Western Trips

Western Trips

Wednesday, July 6, 2011

Soldiers of America /The Western Frontier Soldier

As we discussed in Part I of this story, the frontier U.S. military was ordered into action in situations that concerned civilian. This was a departure from their typical duties of protecting westward migrating settlers from the many Indian raids and skirmishes in the last half of the 19th century. As we also pointed out many of these actions were controversial  either at the time they were ordered or if not then certainly in the aftermath. The Pullman Strike mentioned in Part I was a perfect example. The interesting image to the left is a painting entitled "Strike" by Stanislaw Lentz.
Probably the most controversial ones were the use of military to put down labor unrest. The use of force against laborers, many of them newly arrived immigrants, typically ended up in partisan bickering. Unlike rounding up outlaws, intervening in a labor strike, such as the Pullman Strike, gave the impression of taking sides, usually on the side of industrialists or mine owners. To demonstrate this point further, the Pullman Strike spread across the country endangering railroad property in the western U.S.  The army was called out to protect railroad property in areas such as Green River Wyoming, Pueblo Colorado, Laramie Wyoming and Los Angeles. When it was all over the army was honored by the Los Angeles Chamber of Commerce and derided by the unions and union members. As we pointed out, the typical rank and file soldier himself found himself in the middle. He was much more philosophically in tune with the strikers which made intervention even more complicated and delicate. Remember, the frontier army was made up of large groups of immigrants and so were the strikers.

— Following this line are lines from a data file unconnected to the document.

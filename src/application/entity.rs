//! Generic cached CRUD service applied to every entity.

use std::sync::Arc;
use std::time::Duration;

use async_trait::async_trait;
use thiserror::Error;
use tracing::info;

use crate::application::pagination::PageRequest;
use crate::application::repos::{RepoError, Store};
use crate::cache::{CacheAside, KeyBuilder};
use crate::domain::entities::{Entity, Validate};
use crate::domain::error::DomainError;

#[derive(Debug, Error)]
pub enum ServiceError {
    #[error("{entity} {id} not found")]
    NotFound { entity: &'static str, id: i64 },
    #[error("validation failed: {message}")]
    Validation { message: String },
    #[error("integrity violation: {message}")]
    Integrity { message: String },
    #[error(transparent)]
    Repo(#[from] RepoError),
}

impl From<DomainError> for ServiceError {
    fn from(err: DomainError) -> Self {
        match err {
            DomainError::Validation { message } => Self::Validation { message },
            DomainError::Integrity { message } => Self::Integrity { message },
        }
    }
}

/// Where an entity's entries live and how long they stay.
#[derive(Debug, Clone, Copy, PartialEq, Eq)]
pub struct CachePolicy {
    /// First key segment; every entry of the entity starts with `scope:`.
    pub scope: &'static str,
    /// `None` uses the cache default.
    pub ttl: Option<Duration>,
}

/// Veto run before a delete reaches the store.
#[async_trait]
pub trait DeleteGuard: Send + Sync {
    async fn check(&self, id: i64) -> Result<(), ServiceError>;
}

/// Finds a record equivalent to a draft so create can return it instead.
#[async_trait]
pub trait ExistingResolver<E: Entity>: Send + Sync {
    async fn resolve(&self, draft: &E::Draft) -> Result<Option<E>, ServiceError>;
}

pub struct EntityService<E: Entity> {
    store: Arc<dyn Store<E>>,
    cache: CacheAside,
    policy: CachePolicy,
    delete_guard: Option<Arc<dyn DeleteGuard>>,
    resolver: Option<Arc<dyn ExistingResolver<E>>>,
}

impl<E: Entity> Clone for EntityService<E> {
    fn clone(&self) -> Self {
        Self {
            store: self.store.clone(),
            cache: self.cache.clone(),
            policy: self.policy,
            delete_guard: self.delete_guard.clone(),
            resolver: self.resolver.clone(),
        }
    }
}

impl<E: Entity> EntityService<E> {
    pub fn new(store: Arc<dyn Store<E>>, cache: CacheAside, policy: CachePolicy) -> Self {
        Self {
            store,
            cache,
            policy,
            delete_guard: None,
            resolver: None,
        }
    }

    pub fn with_delete_guard(mut self, guard: Arc<dyn DeleteGuard>) -> Self {
        self.delete_guard = Some(guard);
        self
    }

    pub fn with_existing_resolver(mut self, resolver: Arc<dyn ExistingResolver<E>>) -> Self {
        self.resolver = Some(resolver);
        self
    }

    pub fn policy(&self) -> CachePolicy {
        self.policy
    }

    pub fn list_key(&self, page: PageRequest) -> String {
        KeyBuilder::new(self.policy.scope)
            .segment("list")
            .option("skip", page.skip)
            .option("limit", page.limit)
            .build()
    }

    pub fn id_key(&self, id: i64) -> String {
        KeyBuilder::new(self.policy.scope)
            .segment("id")
            .option("id", id)
            .build()
    }

    pub async fn list(&self, page: PageRequest) -> Result<Vec<E>, ServiceError> {
        let store = &self.store;
        self.cache
            .get_or_compute(&self.list_key(page), self.policy.ttl, || async move {
                store.list(page).await.map_err(ServiceError::from)
            })
            .await
    }

    pub async fn get(&self, id: i64) -> Result<E, ServiceError> {
        let store = &self.store;
        self.cache
            .get_or_compute(&self.id_key(id), self.policy.ttl, || async move {
                store.get(id).await?.ok_or(ServiceError::NotFound {
                    entity: E::NAME,
                    id,
                })
            })
            .await
    }

    pub async fn create(&self, draft: E::Draft) -> Result<E, ServiceError> {
        draft.validate()?;

        if let Some(resolver) = &self.resolver {
            if let Some(existing) = resolver.resolve(&draft).await? {
                info!(
                    target = "storefront::application::entity",
                    entity = E::NAME,
                    id = existing.id(),
                    "returning existing record instead of creating"
                );
                return Ok(existing);
            }
        }

        let created = self.store.create(&draft).await?;
        self.cache
            .invalidate_prefix(&format!("{}:", self.policy.scope))
            .await;
        Ok(created)
    }

    pub async fn update(&self, id: i64, draft: E::Draft) -> Result<E, ServiceError> {
        draft.validate()?;

        let updated = self
            .store
            .update(id, &draft)
            .await?
            .ok_or(ServiceError::NotFound {
                entity: E::NAME,
                id,
            })?;
        self.invalidate_record(id).await;
        Ok(updated)
    }

    pub async fn delete(&self, id: i64) -> Result<(), ServiceError> {
        if let Some(guard) = &self.delete_guard {
            guard.check(id).await?;
        }

        if !self.store.delete(id).await? {
            return Err(ServiceError::NotFound {
                entity: E::NAME,
                id,
            });
        }
        self.invalidate_record(id).await;
        Ok(())
    }

    async fn invalidate_record(&self, id: i64) {
        self.cache.invalidate_key(&self.id_key(id)).await;
        self.cache
            .invalidate_prefix(&format!("{}:list", self.policy.scope))
            .await;
    }
}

Another example of a no win situation for the western army was the Coeur d'Alene mine disturbances that began in July 1892. The unyielding mine owners conflicted with the militant tactics of the Western Federation of Miners. As with other mine strikes the mine owners hired Pinkerton agents (Pinkerton We Never Sleep logo to right) to try to deal with the strikers.  Violence started in earnest when union members dynamited some mines, threatened strikebreakers and other nonunion workers. Neither the state's National Guard or the Pinkertons was able to deal with the scale of violence and federal help was requested. This was almost the same type situation that happened in the Colorado coalfields a few decades later. President Benjamin Harrison eventually ordered Colonel William P. Carlin, pictured below left, to take troops to the strike scene. Carlin arrived on July 14th.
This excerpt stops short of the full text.